[Data excerpts — start]

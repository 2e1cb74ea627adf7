//! Tracing setup for meetzone
//!
//! Logs go to stderr so they never mix with a generated message on stdout.
//! The filter defaults to `meetzone=<level>`; `RUST_LOG` replaces it unless
//! an explicit filter is configured.
//!
//! # Usage
//!
//! ```ignore
//! use meetzone_core::tracing::{init_tracing, TracingConfig, TracingOutputFormat};
//!
//! init_tracing(TracingConfig::cli(verbose).with_format(TracingOutputFormat::Json))?;
//! ```

use std::fmt;
use std::str::FromStr;

use serde::{Deserialize, Serialize};
use thiserror::Error;
use tracing::{Level, Subscriber};
use tracing_subscriber::{
    EnvFilter, Layer,
    fmt as fmt_layer,
    prelude::*,
    registry::LookupSpan,
};

/// Errors that can occur during tracing initialization
#[derive(Debug, Error)]
pub enum TracingError {
    /// Failed to set global subscriber
    #[error("failed to set global tracing subscriber: {0}")]
    SetGlobalSubscriber(#[from] tracing::subscriber::SetGlobalDefaultError),

    /// Failed to parse env filter directive
    #[error("failed to parse log filter: {0}")]
    EnvFilter(#[from] tracing_subscriber::filter::ParseError),

    #[error("unknown log format '{0}' (expected compact, pretty or json)")]
    UnknownFormat(String),
}

/// How log lines are rendered.
#[derive(Debug, Clone, Copy, Default, PartialEq, Eq, Serialize, Deserialize)]
#[serde(rename_all = "lowercase")]
pub enum TracingOutputFormat {
    /// One line per event.
    #[default]
    Compact,
    /// Multi-line, for reading `--debug` output.
    Pretty,
    /// One JSON object per event.
    Json,
}

impl fmt::Display for TracingOutputFormat {
    fn fmt(&self, f: &mut fmt::Formatter<'_>) -> fmt::Result {
        f.write_str(match self {
            Self::Compact => "compact",
            Self::Pretty => "pretty",
            Self::Json => "json",
        })
    }
}

impl FromStr for TracingOutputFormat {
    type Err = TracingError;

    fn from_str(s: &str) -> Result<Self, Self::Err> {
        match s.trim().to_ascii_lowercase().as_str() {
            "compact" => Ok(Self::Compact),
            "pretty" => Ok(Self::Pretty),
            "json" => Ok(Self::Json),
            _ => Err(TracingError::UnknownFormat(s.trim().to_string())),
        }
    }
}

/// Configuration for tracing initialization
#[derive(Debug, Clone, PartialEq, Eq)]
pub struct TracingConfig {
    /// Level used for the default `meetzone=<level>` filter
    pub default_level: Level,
    pub output_format: TracingOutputFormat,
    /// Whether to include file/line information in logs
    pub include_location: bool,
    /// Whether to include target (module path) in logs
    pub include_target: bool,
    pub include_timestamp: bool,
    /// Custom filter directive; takes precedence over `RUST_LOG`
    pub env_filter: Option<String>,
}

impl TracingConfig {
    /// Normal runs: warnings only, no timestamps or targets.
    #[must_use]
    pub fn cli_quiet() -> Self {
        Self {
            default_level: Level::WARN,
            output_format: TracingOutputFormat::Compact,
            include_location: false,
            include_target: false,
            include_timestamp: false,
            env_filter: None,
        }
    }

    /// `--debug` runs: debug level with targets and source locations.
    #[must_use]
    pub fn cli_debug() -> Self {
        Self {
            default_level: Level::DEBUG,
            include_location: true,
            include_target: true,
            ..Self::cli_quiet()
        }
    }

    /// Picks [`cli_debug`](Self::cli_debug) or [`cli_quiet`](Self::cli_quiet).
    #[must_use]
    pub fn cli(debug: bool) -> Self {
        if debug { Self::cli_debug() } else { Self::cli_quiet() }
    }

    /// Set the output format. JSON lines always carry a timestamp.
    #[must_use]
    pub fn with_format(mut self, format: TracingOutputFormat) -> Self {
        self.output_format = format;
        if format == TracingOutputFormat::Json {
            self.include_timestamp = true;
        }
        self
    }

    /// Set a custom filter directive such as `meetzone_core=trace`.
    #[must_use]
    pub fn with_env_filter(mut self, filter: impl Into<String>) -> Self {
        self.env_filter = Some(filter.into());
        self
    }

    fn filter(&self) -> Result<EnvFilter, TracingError> {
        match self.env_filter {
            Some(ref directive) => Ok(EnvFilter::try_new(directive)?),
            None => Ok(EnvFilter::try_from_default_env()
                .unwrap_or_else(|_| EnvFilter::new(format!("meetzone={}", self.default_level)))),
        }
    }

    fn layer<S>(&self) -> Box<dyn Layer<S> + Send + Sync>
    where
        S: Subscriber + for<'a> LookupSpan<'a> + 'static,
    {
        let layer = fmt_layer::layer::<S>()
            .with_writer(std::io::stderr)
            .with_file(self.include_location)
            .with_line_number(self.include_location)
            .with_target(self.include_target);

        match (self.output_format, self.include_timestamp) {
            (TracingOutputFormat::Compact, true) => layer.compact().boxed(),
            (TracingOutputFormat::Compact, false) => layer.compact().without_time().boxed(),
            (TracingOutputFormat::Pretty, true) => layer.pretty().boxed(),
            (TracingOutputFormat::Pretty, false) => layer.pretty().without_time().boxed(),
            (TracingOutputFormat::Json, _) => layer.json().boxed(),
        }
    }
}

/// Installs the global subscriber. Call once at startup.
///
/// # Errors
///
/// Returns an error if the global subscriber has already been set or if
/// the filter directive is invalid.
pub fn init_tracing(config: TracingConfig) -> Result<(), TracingError> {
    let filter = config.filter()?;
    let subscriber = tracing_subscriber::registry()
        .with(filter)
        .with(config.layer());
    tracing::subscriber::set_global_default(subscriber)?;
    Ok(())
}

#[cfg(test)]
mod tests {
    use super::*;

    #[test]
    fn test_cli_presets() {
        let quiet = TracingConfig::cli(false);
        assert_eq!(quiet, TracingConfig::cli_quiet());
        assert_eq!(quiet.default_level, Level::WARN);
        assert_eq!(quiet.output_format, TracingOutputFormat::Compact);
        assert!(!quiet.include_timestamp);
        assert!(!quiet.include_target);

        let debug = TracingConfig::cli(true);
        assert_eq!(debug.default_level, Level::DEBUG);
        assert!(debug.include_location);
        assert!(debug.include_target);
    }

    #[test]
    fn test_json_format_adds_timestamps() {
        let config = TracingConfig::cli_quiet().with_format(TracingOutputFormat::Json);
        assert_eq!(config.output_format, TracingOutputFormat::Json);
        assert!(config.include_timestamp);

        let config = TracingConfig::cli_quiet().with_format(TracingOutputFormat::Pretty);
        assert!(!config.include_timestamp);
    }

    #[test]
    fn test_format_parse() {
        assert_eq!("json".parse::<TracingOutputFormat>().unwrap(), TracingOutputFormat::Json);
        assert_eq!(
            " Pretty ".parse::<TracingOutputFormat>().unwrap(),
            TracingOutputFormat::Pretty
        );
        assert!(matches!(
            "xml".parse::<TracingOutputFormat>(),
            Err(TracingError::UnknownFormat(f)) if f == "xml"
        ));
        assert_eq!(TracingOutputFormat::default().to_string(), "compact");
    }

    #[test]
    fn test_explicit_filter() {
        let config = TracingConfig::cli_quiet().with_env_filter("meetzone_core=trace");
        assert_eq!(config.env_filter.as_deref(), Some("meetzone_core=trace"));
        assert!(config.filter().is_ok());

        let bad = TracingConfig::cli_quiet().with_env_filter("meetzone=loud");
        assert!(matches!(bad.filter(), Err(TracingError::EnvFilter(_))));
    }
}
//! meetzone CLI entry point.

use std::process::ExitCode;

use clap::Parser;

use meetzone_client::cli::{Cli, Command, ConfigAction};
use meetzone_client::commands;
use meetzone_client::config::{ClientConfig, tomorrow};
use meetzone_client::error::{ClientError, ClientResult};
use meetzone_client::session::{self, Session};
use meetzone_core::{Registry, init_tracing};

#[tokio::main(flavor = "current_thread")]
async fn main() -> ExitCode {
    let cli = Cli::parse();

    match run(cli).await {
        Ok(()) => ExitCode::SUCCESS,
        Err(e) => {
            eprintln!("error: {}", e);
            ExitCode::FAILURE
        }
    }
}

async fn run(cli: Cli) -> ClientResult<()> {
    // Load configuration
    let config = if let Some(ref path) = cli.config {
        ClientConfig::load_from(path).map_err(ClientError::Config)?
    } else {
        ClientConfig::load().map_err(ClientError::Config)?
    };

    init_tracing(config.tracing_config(cli.debug, cli.log_format.map(Into::into)))?;

    match cli.command {
        Some(Command::Calc {
            meeting,
            layout,
            json,
        }) => commands::meeting::calc(&meeting, &config, layout.map(Into::into), json),
        Some(Command::Message {
            meeting,
            lang,
            copy,
            json,
        }) => commands::meeting::message(&meeting, &config, lang.map(Into::into), copy, json).await,
        Some(Command::Zones) => commands::zones::list(),
        Some(Command::Config { action }) => match action {
            ConfigAction::Dump => commands::config::dump(&config),
            ConfigAction::Validate => commands::config::validate(&config),
            ConfigAction::Path => commands::config::path(),
        },
        Some(Command::Session { empty }) => start_session(&config, empty).await,
        None => start_session(&config, false).await,
    }
}

async fn start_session(config: &ClientConfig, empty: bool) -> ClientResult<()> {
    let registry = if empty {
        Registry::new()
    } else {
        config.session_registry().map_err(ClientError::Config)?
    };
    let form = config.meeting_form(tomorrow()).map_err(ClientError::Config)?;
    session::run(Session::new(registry, form, config.display.layout)).await
}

[Data excerpts — finish]

Where the word "Whether" shows up in a line of the entries above, copy that line.

    /// Whether to include file/line information in logs
    /// Whether to include target (module path) in logs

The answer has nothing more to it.